I keep revisiting this draft, which I started a long time ago, when the Supreme Court decision on Dobbs was first leaked. I’ve written about abortion before, of course, but I keep wanting to express myself in just the right way, which is not only difficult, but, I’m inclined to think, has gotten harder since I don’t write as much these days. (Incidental update: I’m now back to being an actuary, working full-time at a private-sector employer, which means less personal writing and, overall, an adjustment to moving hobby-type activities and errand and family activities to the evenings and weekends, without the same opportunity as I had, even when I was working at my prior job, to take a long lunch when I wanted to write something, since I am now working full rather than part-time.)
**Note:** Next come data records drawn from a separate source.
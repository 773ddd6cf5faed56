//! Error types for manager-sign

use crate::exit_codes::{
    EXIT_CONFIG_ERROR, EXIT_ERROR, EXIT_INVALID_INPUT, EXIT_IO_ERROR, EXIT_NO_MATCH,
};
use std::fmt;

/// Main error type for manager-sign operations
#[derive(Debug)]
pub enum ManagerSignError {
    /// Hash string is not a 64 character hex SHA-256 digest
    InvalidDigest(String),

    /// Size value could not be parsed or does not fit in u32
    InvalidSize(String),

    /// Dynamic sign configuration is missing a field or fails validation
    DynamicConfig(String),

    /// Fingerprint did not belong to any known signer
    NoMatch(String),

    /// IO error
    IoError(std::io::Error),

    /// JSON parsing error
    JsonError(serde_json::Error),

    /// Generic error with message
    Generic(String),
}

impl ManagerSignError {
    /// Process exit code the CLI reports for this error
    pub fn exit_code(&self) -> i32 {
        match self {
            ManagerSignError::InvalidDigest(_) | ManagerSignError::InvalidSize(_) => {
                EXIT_INVALID_INPUT
            }
            ManagerSignError::DynamicConfig(_) | ManagerSignError::JsonError(_) => {
                EXIT_CONFIG_ERROR
            }
            ManagerSignError::NoMatch(_) => EXIT_NO_MATCH,
            ManagerSignError::IoError(_) => EXIT_IO_ERROR,
            ManagerSignError::Generic(_) => EXIT_ERROR,
        }
    }
}

impl fmt::Display for ManagerSignError {
    fn fmt(&self, f: &mut fmt::Formatter<'_>) -> fmt::Result {
        match self {
            ManagerSignError::InvalidDigest(msg) => write!(f, "Invalid digest: {msg}"),
            ManagerSignError::InvalidSize(msg) => write!(f, "Invalid size: {msg}"),
            ManagerSignError::DynamicConfig(msg) => write!(f, "Dynamic sign config: {msg}"),
            ManagerSignError::NoMatch(msg) => write!(f, "No matching signer: {msg}"),
            ManagerSignError::IoError(err) => write!(f, "IO error: {err}"),
            ManagerSignError::JsonError(err) => write!(f, "JSON error: {err}"),
            ManagerSignError::Generic(msg) => write!(f, "{msg}"),
        }
    }
}

impl std::error::Error for ManagerSignError {
    fn source(&self) -> Option<&(dyn std::error::Error + 'static)> {
        match self {
            ManagerSignError::IoError(err) => Some(err),
            ManagerSignError::JsonError(err) => Some(err),
            _ => None,
        }
    }
}

impl From<std::io::Error> for ManagerSignError {
    fn from(err: std::io::Error) -> Self {
        ManagerSignError::IoError(err)
    }
}

impl From<serde_json::Error> for ManagerSignError {
    fn from(err: serde_json::Error) -> Self {
        ManagerSignError::JsonError(err)
    }
}

/// Result type for manager-sign operations
pub type Result<T> = std::result::Result<T, ManagerSignError>;

#[cfg(test)]
mod tests {
    use super::*;

    #[test]
    fn test_exit_codes_per_variant() {
        assert_eq!(
            ManagerSignError::InvalidDigest("x".into()).exit_code(),
            EXIT_INVALID_INPUT
        );
        assert_eq!(
            ManagerSignError::NoMatch("x".into()).exit_code(),
            EXIT_NO_MATCH
        );
        assert_eq!(
            ManagerSignError::DynamicConfig("x".into()).exit_code(),
            EXIT_CONFIG_ERROR
        );
        let io = std::io::Error::new(std::io::ErrorKind::NotFound, "gone");
        assert_eq!(ManagerSignError::from(io).exit_code(), EXIT_IO_ERROR);
    }

    #[test]
    fn test_display_prefixes() {
        let err = ManagerSignError::InvalidSize("0xzz".into());
        assert_eq!(err.to_string(), "Invalid size: 0xzz");

        let err = ManagerSignError::Generic("boom".into());
        assert_eq!(err.to_string(), "boom");
        assert_eq!(err.exit_code(), EXIT_ERROR);
    }
}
It should not surprise readers that I am pleased that Roe v. Wade has been overturned. For all who are horrified that the Supreme Court has made what they think is a “political” decision, I view it as simply the undoing of a prior “political” decision that should have never been made. For those who think that precedent should be sacrosanct, I will call to mind Brown v. Board of Education overturning Plessy v. Ferguson, and the numerous gun restrictionist advocates who believe that Heller, the decision determining/confirming the individual right to bear arms, should be overturned. I also reject the idea that the Supreme Court should base its decisions on what appears to be fair or their perception of “justice” rather than whether the Constitution has something to say about the matter, and that, where the Constitution is silent, especially when there is a conflict in rights, it is up to the legislatures to choose to legislate, or not, and decide where to draw the line on the subject at hand.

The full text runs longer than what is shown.